Yanılsama olan görüntülerden biri de ulusal ordunun gücü ve kapasitesiyle ilgiliydi. Pek çoklarının Beşir hükümeti döneminde ulusal ordunun Hızlı Destek Kuvvetleri dahil olmak üzere İslami hareketlere bağlı çeşitli isimlerdeki milis güçlerinin lehine zayıflatılması süreci hakkında gözlemleri olduğu doğrudur. Ordu zayıflatıldıktan sonra üst düzey subayları meşgul edildi ve orduya bağlı ekonomi kurumları aracılığıyla aldıkları maaşlardan kat kat daha fazla kazanmaları sağlanarak yozlaştırıldılar. Buna ilaveten, silahlı kuvvetler de dahil olmak üzere tüm düzenli kuvvetler siyasileştirildi. Tüm bunlara rağmen, karamsarların çoğu, ordu ile Hızlı Destek Kuvvetleri arasındaki herhangi bir savaşın, bir hafta süreceğini ve altyapının çoğunu yok edebilecek yüksek bir maliyetle birlikte ordunun Hartum'daki Hızlı Destek Kuvvetleri’ni yenmesi için bu sürenin yeterli olacağını düşünüyorlardı. Şimdi ise Hartum’da yenilmeleri halinde bu güçlerin Darfur ve Kordofan çöllerine geri çekilmelerinden korkuluyor. Zira bu, yetkililer için sürekli bir rahatsızlık oluşturacak ve işler, bazı bölgelerin merkezi hükümetten ayrılmaları aşamasına dahi varabilir.

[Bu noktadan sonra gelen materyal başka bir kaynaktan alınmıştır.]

// Statement grammar. Every statement resets freereg to nactvar on the
// way out; blocks and loops manage their scopes through the BlockCnt
// stack in mod.rs.

use crate::compiler::expdesc::{ExpDesc, ExpKind, NO_JUMP};
use crate::compiler::token::Token;
use crate::compiler::LuaParser;
use crate::lua_vm::{Instruction, LuaResult, OpCode};
use crate::test::{as_bool, run, run_err, run_int, run_string};

#[test]
fn test_pcall_catches_error() {
    let values = run("return pcall(function() error('bang') end)");
    assert!(!as_bool(&values[0]));
    // The error object is a string carrying the message.
    assert_eq!(
        run_string(
            "local ok, err = pcall(function() error('bang') end) return type(err)"
        ),
        "string"
    );
    let msg = run_string("local ok, err = pcall(function() error('bang') end) return err");
    assert!(msg.contains("bang"), "message: {}", msg);
}

#[test]
fn test_pcall_success_passes_results() {
    let values = run("return pcall(function() return 1, 2, 3 end)");
    assert!(as_bool(&values[0]));
    assert_eq!(values.len(), 4);
    assert_eq!(crate::test::as_int(&values[3]), 3);
}

#[test]
fn test_pcall_passes_arguments() {
    assert_eq!(
        run_int("local ok, v = pcall(function(a, b) return a + b end, 30, 12) return v"),
        42
    );
}

#[test]
fn test_error_with_position_prefix() {
    let msg = run_string(
        "local ok, err = pcall(function() error('tagged') end) return err",
    );
    assert!(msg.contains("tagged"), "message: {}", msg);
    assert!(msg.contains(':'), "expected position prefix: {}", msg);
}

#[test]
fn test_error_level_zero_no_prefix() {
    assert_eq!(
        run_string(
            "local ok, err = pcall(function() error('clean', 0) end) return err"
        ),
        "clean"
    );
}

#[test]
fn test_error_with_non_string_object() {
    // Any value can be thrown and is delivered untouched.
    assert_eq!(
        run_int(
            r#"
            local ok, err = pcall(function() error({code = 42}) end)
            return err.code
            "#
        ),
        42
    );
}

#[test]
fn test_runtime_error_from_vm_has_position() {
    let msg = run_string(
        "local ok, err = pcall(function() return nil + 1 end) return err",
    );
    assert!(msg.contains("arithmetic"), "message: {}", msg);
}

#[test]
fn test_nested_pcall() {
    assert_eq!(
        run_string(
            r#"
            local ok1, r = pcall(function()
                local ok2, err = pcall(function() error('inner') end)
                if ok2 then return 'inner-not-caught' end
                error('outer')
            end)
            return (ok1 and 'no') or 'outer-caught'
            "#
        ),
        "outer-caught"
    );
}

#[test]
fn test_pcall_restores_stack_depth() {
    assert_eq!(
        run_int(
            r#"
            local function fail() error('x') end
            for _ = 1, 100 do pcall(fail) end
            return 1
            "#
        ),
        1
    );
}

#[test]
fn test_xpcall_handler_rewrites_error() {
    assert_eq!(
        run_string(
            r#"
            local ok, err = xpcall(
                function() error('original') end,
                function(e) return 'handled' end)
            return err
            "#
        ),
        "handled"
    );
}

#[test]
fn test_xpcall_success_path() {
    let values = run("return xpcall(function(a) return a * 2 end, function() end, 21)");
    assert!(as_bool(&values[0]));
    assert_eq!(crate::test::as_int(&values[1]), 42);
}

#[test]
fn test_assert_passthrough_and_failure() {
    let values = run("return assert(1, 'unused', 'extra')");
    assert_eq!(values.len(), 3);
    let msg = run_err("assert(false, 'custom reason')");
    assert!(msg.contains("custom reason"), "message: {}", msg);
    let msg = run_err("assert(nil)");
    assert!(msg.contains("assertion failed"), "message: {}", msg);
}

#[test]
fn test_uncaught_error_reaches_host() {
    let msg = run_err("error('top level')");
    assert!(msg.contains("top level"), "message: {}", msg);
}

#[test]
fn test_calling_non_function_errors() {
    let msg = run_err("local x = 5 x()");
    assert!(msg.contains("call"), "message: {}", msg);
}

#[test]
fn test_syntax_error_reports_line() {
    let mut vm = crate::lua_vm::LuaVM::new(crate::lua_vm::VmOptions::default());
    vm.open_libs();
    let r = vm.execute_string("local a = 1\nlocal b = ]");
    assert!(r.is_err());
    let msg = vm.error_message();
    assert!(msg.contains(":2"), "expected line 2 in: {}", msg);
}

#[test]
fn test_too_many_locals_is_compile_error() {
    let mut src = String::new();
    for i in 0..=200 {
        src.push_str(&format!("local v{} = {}\n", i, i));
    }
    let msg = run_err(&src);
    assert!(msg.contains("local variables"), "message: {}", msg);
}

#[test]
fn test_vararg_outside_vararg_function() {
    let msg = run_err("local function f() return ... end return f()");
    assert!(msg.contains("vararg"), "message: {}", msg);
}

#[test]
fn test_stack_overflow_is_caught_by_pcall() {
    // Non-tail recursion must hit the frame limit, and pcall turns the
    // overflow into a regular failure.
    let values = run(
        r#"
        local function f() return 1 + f() end
        local ok, err = pcall(f)
        return ok, err
        "#,
    );
    assert!(!as_bool(&values[0]));
    let msg = run_string(
        r#"
        local function f() return 1 + f() end
        local ok, err = pcall(f)
        return err
        "#,
    );
    assert!(msg.contains("stack overflow"), "message: {}", msg);
}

Dört aylık çatışmalardan sonra, ordudaki durumun insanların tasavvur ettiklerinden daha kötü olduğu, küçük rütbeli subayların ve askerlerin cesaret ve sadakatlerine rağmen şehir savaşında Hızlı Destek Kuvvetleri’ni yenemediği ortaya çıktı. Bunun sebebi, piyade kuvvetlerinin ihmal edilmesi ve bu nedenle güçsüzleşmesi, ordunun son yıllarda kapasite ve askere alma konusundaki zayıflığıdır. Oysa aynı ordunun el-Burhan, Kabbaşi ve Yasir el-Ata gibi kıdemli komutanları birkaç ayda bir Hızlı Destek Kuvvetleri’nin binlerce yeni askerinin mezuniyeti için yaptığı kutlamalara katılıyorlardı. Şimdi savaş beşinci ayına giriyor ve ordu birlikleri kendilerine ait binaların duvarları arkasındayken, Hızlı Destek Kuvvetleri başkentin ana caddelerini, hükümet binalarını ve vatandaşların evlerini işgal ediyor.

Aynı şekilde Darfur'da barış anlaşmasını imzalayan silahlı hareketlerin görüntüsü de belki sonsuza kadar yıkıldı. İnsanlar anlaşmayı eleştirdiklerinde ve Sudan'ın geri kalanına haksızlık ettiğini söylediklerinde bu silahlı hareketler hep anlaşmayı bozup savaşa geri dönmekle tehdit ederlerdi. Bu kuvvetlerin büyüklüğüne ve kapasitesine dair abartılı bir resim çiziliyordu. Savaş, Darfur'un farklı bölgelerinde dahi bu kuvvetlerin bir etkisi olmadığını göstererek yetersizliklerini ve zayıflıklarını ortaya çıkardı. Söz konusu kuvvetler, deklare ettiklerine göre, savaşın taraflarına karşı tarafsız bir pozisyon benimsediler, ancak vatandaşları korumak için ortak bir güç oluşturacaklarını söylemelerine rağmen bu görevi de yerine getiremediler.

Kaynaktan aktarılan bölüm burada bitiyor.